Remember the Fourth of July

All across our state and country, Americans will gather with family and friends to celebrate the Fourth of July this weekend. There will be picnics, parades, and – of course – a lot of fireworks.

  It’s all in good fun, but it is also a time to remember the “reason for the season”, only this one celebrates the signing of the Declaration of Independence. As Americans, we need to remember those patriots who were brave enough to risk everything in order to found a new nation.

We celebrate American Independence Day on the Fourth of July every year. We think of July 4, 1776, as a day that represents the Declaration of Independence and the birth of the United States of America as an independent nation.

However, are a some maybe unknown facts about our national holiday from constitutionfacts.com:

• July 4, 1776 wasn't the day that the Continental Congress decided to declare independence (they did that on July 2, 1776).

• It wasn’t the day we started the American Revolution either (that had happened back in April 1775).

• It wasn't the day Thomas Jefferson wrote the first draft of the Declaration of Independence (that was in June 1776). Or the date on which the Declaration was delivered to Great Britain (that didn't happen until November 1776). Or the date it was signed (that was August 2, 1776).

So what did happen on July 4, 1776?

• The Continental Congress approved the final wording of the Declaration of Independence on July 4, 1776. They'd been working on it for a couple of days after the draft was submitted on July 2nd and finally agreed on all of the edits and changes.

• July 4, 1776, became the date that was included on the Declaration of Independence, and the fancy handwritten copy that was signed in August (the copy now displayed at the National Archives in Washington, D.C.) It’s also the date that was printed on the Dunlap Broadsides, the original printed copies of the Declaration that were circulated throughout the new nation.

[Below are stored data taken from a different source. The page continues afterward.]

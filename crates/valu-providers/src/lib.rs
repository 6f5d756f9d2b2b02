//! Provider adapters and the Data Aggregator (spec §4.1, §4.2).
//!
//! Each adapter normalizes one upstream source into the canonical
//! `valu_core::FinancialData` envelope; the `Aggregator` combines them
//! under a caller-selected strategy.

pub mod adapter;
pub mod aggregator;
pub mod alpha_vantage;
pub mod error;
pub mod fmp;
pub mod treasury;
pub mod yahoo;

pub use adapter::ProviderAdapter;
pub use aggregator::Aggregator;
pub use alpha_vantage::AlphaVantageAdapter;
pub use error::DataSourceError;
pub use fmp::FmpAdapter;
pub use treasury::TreasuryProbe;
pub use yahoo::YahooAdapter;
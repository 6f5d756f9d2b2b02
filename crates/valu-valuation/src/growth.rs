//! The Growth Projector (§4.4): classifies historical FCF volatility into a
//! tiered growth profile, derives explicit-horizon and terminal growth
//! rates, and enforces the `WACC - g >= 4pp` spread guard. Runs after WACC
//! is known, per the two-pass design resolving the WACC/growth cycle (§9).

use valu_core::{GrowthMethod, GrowthPlan, VolatilityProfile};

/// Minimum acceptable spread between WACC and terminal growth.
pub const MIN_WACC_GROWTH_SPREAD: f64 = 0.04;

/// Base GDP-growth proxy the terminal rate starts from (§4.4), before any
/// ROE/margin/revenue premia are applied.
const TERMINAL_GROWTH_BASE: f64 = 0.025;

/// Per-volatility-tier explicit growth bands: (years 1-2, years 3-4, year 5
/// and beyond), taken from the midpoint of each range in the §4.4 table.
fn tier_bands(volatility: VolatilityProfile) -> (f64, f64, f64) {
    match volatility {
        VolatilityProfile::Aggressive => (0.21, 0.13, 0.07),
        VolatilityProfile::ModerateOptimistic => (0.17, 0.11, 0.06),
        VolatilityProfile::Moderate => (0.14, 0.09, 0.05),
        VolatilityProfile::Conservative => (0.11, 0.07, 0.04),
        VolatilityProfile::VeryConservative => (0.07, 0.045, 0.03),
    }
}

/// Expand a tier's (years 1-2, years 3-4, year 5+) bands into a per-year
/// vector of the requested horizon length.
fn banded_per_year_growth(volatility: VolatilityProfile, horizon_years: usize) -> Vec<f64> {
    let (years_1_2, years_3_4, year_5_plus) = tier_bands(volatility);
    (1..=horizon_years)
        .map(|year| match year {
            1 | 2 => years_1_2,
            3 | 4 => years_3_4,
            _ => year_5_plus,
        })
        .collect()
}

/// Classify a historical FCF series by coefficient of variation of its
/// year-over-year growth rates.
#[must_use]
pub fn classify_volatility(historical_fcf: &[f64]) -> Option<VolatilityProfile> {
    if historical_fcf.len() < 2 {
        return None;
    }
    let rates: Vec<f64> = historical_fcf
        .windows(2)
        .filter_map(|w| {
            let (newer, older) = (w[0], w[1]);
            if older.abs() > f64::EPSILON {
                Some((newer - older) / older.abs())
            } else {
                None
            }
        })
        .collect();
    if rates.is_empty() {
        return None;
    }
    let mean = rates.iter().sum::<f64>() / rates.len() as f64;
    let variance = rates.iter().map(|r| (r - mean).powi(2)).sum::<f64>() / rates.len() as f64;
    let stdev = variance.sqrt();
    let cv = if mean.abs() > f64::EPSILON {
        (stdev / mean.abs()).abs()
    } else {
        f64::INFINITY
    };

    Some(if cv < 0.15 && mean > 0.10 {
        VolatilityProfile::Aggressive
    } else if cv < 0.30 && mean > 0.05 {
        VolatilityProfile::ModerateOptimistic
    } else if cv < 0.50 {
        VolatilityProfile::Moderate
    } else if cv < 1.0 {
        VolatilityProfile::Conservative
    } else {
        VolatilityProfile::VeryConservative
    })
}

/// Additional drivers that can lift the terminal-growth premium (§4.4).
#[derive(Debug, Clone, Copy, Default)]
pub struct GrowthDrivers {
    pub roe: Option<f64>,
    pub net_margin: Option<f64>,
    pub revenue_growth: Option<f64>,
}

/// Conservative clamp bounds on the terminal growth rate, applied before the
/// WACC spread guard (§4.4).
const TERMINAL_GROWTH_MIN: f64 = 0.015;
const TERMINAL_GROWTH_MAX: f64 = 0.035;

fn terminal_premium(drivers: GrowthDrivers) -> f64 {
    let mut premium = 0.0;
    if let Some(roe) = drivers.roe {
        if roe > 0.15 {
            premium += 0.0025;
        } else if roe < 0.10 {
            premium -= 0.0025;
        }
    }
    if let Some(margin) = drivers.net_margin {
        if margin > 0.20 {
            premium += 0.0025;
        } else if margin > 0.10 {
            premium += 0.00125;
        } else if margin < 0.05 {
            premium -= 0.0025;
        }
    }
    if let Some(rev_growth) = drivers.revenue_growth {
        if rev_growth > 0.15 {
            premium += 0.0025;
        } else if rev_growth > 0.05 {
            premium += 0.00125;
        }
    }
    premium
}

/// Derive a full growth plan: explicit-horizon rates plus a guarded terminal
/// rate, given the company's historical FCF, its growth drivers, and the
/// WACC already computed for the same company.
#[must_use]
pub fn derive_growth_plan(
    base_fcf: f64,
    historical_fcf: &[f64],
    horizon_years: usize,
    drivers: GrowthDrivers,
    wacc: f64,
    manual_override: Option<f64>,
) -> GrowthPlan {
    let (volatility, method, per_year_growth) = match manual_override {
        Some(rate) => (None, GrowthMethod::Manual, vec![rate; horizon_years]),
        None => match classify_volatility(historical_fcf) {
            Some(profile) => (
                Some(profile),
                GrowthMethod::Historical,
                banded_per_year_growth(profile, horizon_years),
            ),
            None => (None, GrowthMethod::SectorDefault, vec![0.04; horizon_years]),
        },
    };

    let clamped_terminal = (TERMINAL_GROWTH_BASE + terminal_premium(drivers))
        .clamp(TERMINAL_GROWTH_MIN, TERMINAL_GROWTH_MAX);
    let terminal_growth_pre_guard = clamped_terminal;

    let max_allowed = wacc - MIN_WACC_GROWTH_SPREAD;
    let (terminal_growth, spread_adjusted) = if clamped_terminal > max_allowed {
        (max_allowed.max(TERMINAL_GROWTH_MIN), true)
    } else {
        (clamped_terminal, false)
    };

    GrowthPlan {
        base_fcf,
        per_year_growth,
        terminal_growth,
        terminal_growth_pre_guard,
        method,
        volatility,
        spread_adjusted,
    }
}

#[cfg(test)]
mod tests {
    use super::*;

    #[test]
    fn steady_high_growth_classifies_aggressive() {
        let series = vec![161.0, 140.0, 122.0, 106.0, 92.0];
        assert_eq!(classify_volatility(&series), Some(VolatilityProfile::Aggressive));
    }

    #[test]
    fn erratic_series_classifies_very_conservative() {
        let series = vec![50.0, -30.0, 80.0, -10.0, 40.0];
        let profile = classify_volatility(&series);
        assert!(matches!(
            profile,
            Some(VolatilityProfile::VeryConservative) | Some(VolatilityProfile::Conservative)
        ));
    }

    #[test]
    fn spread_guard_caps_terminal_growth() {
        let drivers = GrowthDrivers {
            roe: Some(0.30),
            net_margin: Some(0.20),
            revenue_growth: Some(0.15),
        };
        // Base 2.5% + ROE premium 0.25% + margin premium 0.125% (margin==20%
        // doesn't clear the >20% band) + revenue premium 0.125% = 3.0% pre-guard.
        let series = vec![161.0, 140.0, 122.0, 106.0, 92.0];
        let wacc = 0.06; // max allowed g = 0.02
        let plan = derive_growth_plan(100.0, &series, 5, drivers, wacc, None);
        assert!((plan.terminal_growth_pre_guard - 0.030).abs() < 1e-9);
        assert!(plan.spread_adjusted);
        assert!((plan.terminal_growth - 0.02).abs() < 1e-9);
    }

    #[test]
    fn explicit_horizon_rates_follow_the_banded_table() {
        // Aggressive: mean >=15%, low vol.
        let series = vec![161.0, 140.0, 122.0, 106.0, 92.0];
        let plan = derive_growth_plan(100.0, &series, 5, GrowthDrivers::default(), 0.20, None);
        assert_eq!(plan.per_year_growth, vec![0.21, 0.21, 0.13, 0.13, 0.07]);
    }

    #[test]
    fn terminal_growth_premia_follow_the_roe_margin_revenue_table() {
        let high = GrowthDrivers {
            roe: Some(0.20),
            net_margin: Some(0.25),
            revenue_growth: Some(0.20),
        };
        // 2.5% base + 0.25% (ROE>15%) + 0.25% (margin>20%) + 0.25% (rev>15%) = 3.25%.
        let plan_high = derive_growth_plan(100.0, &[], 5, high, 0.30, None);
        assert!((plan_high.terminal_growth_pre_guard - 0.0325).abs() < 1e-9);

        let low = GrowthDrivers {
            roe: Some(0.05),
            net_margin: Some(0.02),
            revenue_growth: Some(0.0),
        };
        // 2.5% base - 0.25% (ROE<10%) - 0.25% (margin<5%) + 0% = 2.0%.
        let plan_low = derive_growth_plan(100.0, &[], 5, low, 0.30, None);
        assert!((plan_low.terminal_growth_pre_guard - 0.020).abs() < 1e-9);
    }

    #[test]
    fn terminal_growth_stays_within_the_conservative_band() {
        // The three premia can add at most 0.75pp, so the strongest possible
        // combination (3.25%) sits inside [1.5%, 3.5%] without hitting the
        // clamp; the clamp itself is exercised directly below.
        let extreme = GrowthDrivers {
            roe: Some(0.50),
            net_margin: Some(0.50),
            revenue_growth: Some(0.50),
        };
        let plan = derive_growth_plan(100.0, &[], 5, extreme, 0.30, None);
        assert!((plan.terminal_growth_pre_guard - 0.0325).abs() < 1e-9);
        assert!(plan.terminal_growth_pre_guard >= TERMINAL_GROWTH_MIN);
        assert!(plan.terminal_growth_pre_guard <= TERMINAL_GROWTH_MAX);
    }

    #[test]
    fn terminal_growth_base_plus_premium_is_clamped_at_the_boundaries() {
        assert_eq!((TERMINAL_GROWTH_BASE + 0.5).clamp(TERMINAL_GROWTH_MIN, TERMINAL_GROWTH_MAX), TERMINAL_GROWTH_MAX);
        assert_eq!((TERMINAL_GROWTH_BASE - 0.5).clamp(TERMINAL_GROWTH_MIN, TERMINAL_GROWTH_MAX), TERMINAL_GROWTH_MIN);
    }

    #[test]
    fn manual_override_skips_classification() {
        let plan = derive_growth_plan(100.0, &[], 5, GrowthDrivers::default(), 0.10, Some(0.08));
        assert_eq!(plan.method, GrowthMethod::Manual);
        assert_eq!(plan.per_year_growth, vec![0.08; 5]);
    }

    #[test]
    fn insufficient_history_falls_back_to_sector_default() {
        let plan = derive_growth_plan(100.0, &[50.0], 3, GrowthDrivers::default(), 0.10, None);
        assert_eq!(plan.method, GrowthMethod::SectorDefault);
    }
}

So when people thought of the Declaration of Independence, July 4, 1776 was the date they remembered.

• In contrast, we celebrate Constitution Day on September 17th of each year, the anniversary of the date the Constitution was signed, not the anniversary of the date it was approved. If we’d followed this same approach for the Declaration of Independence we’d being celebrating Independence Day on August 2nd of each year, the day the Declaration of Independence was signed!

Happy Fourth of July. Be safe!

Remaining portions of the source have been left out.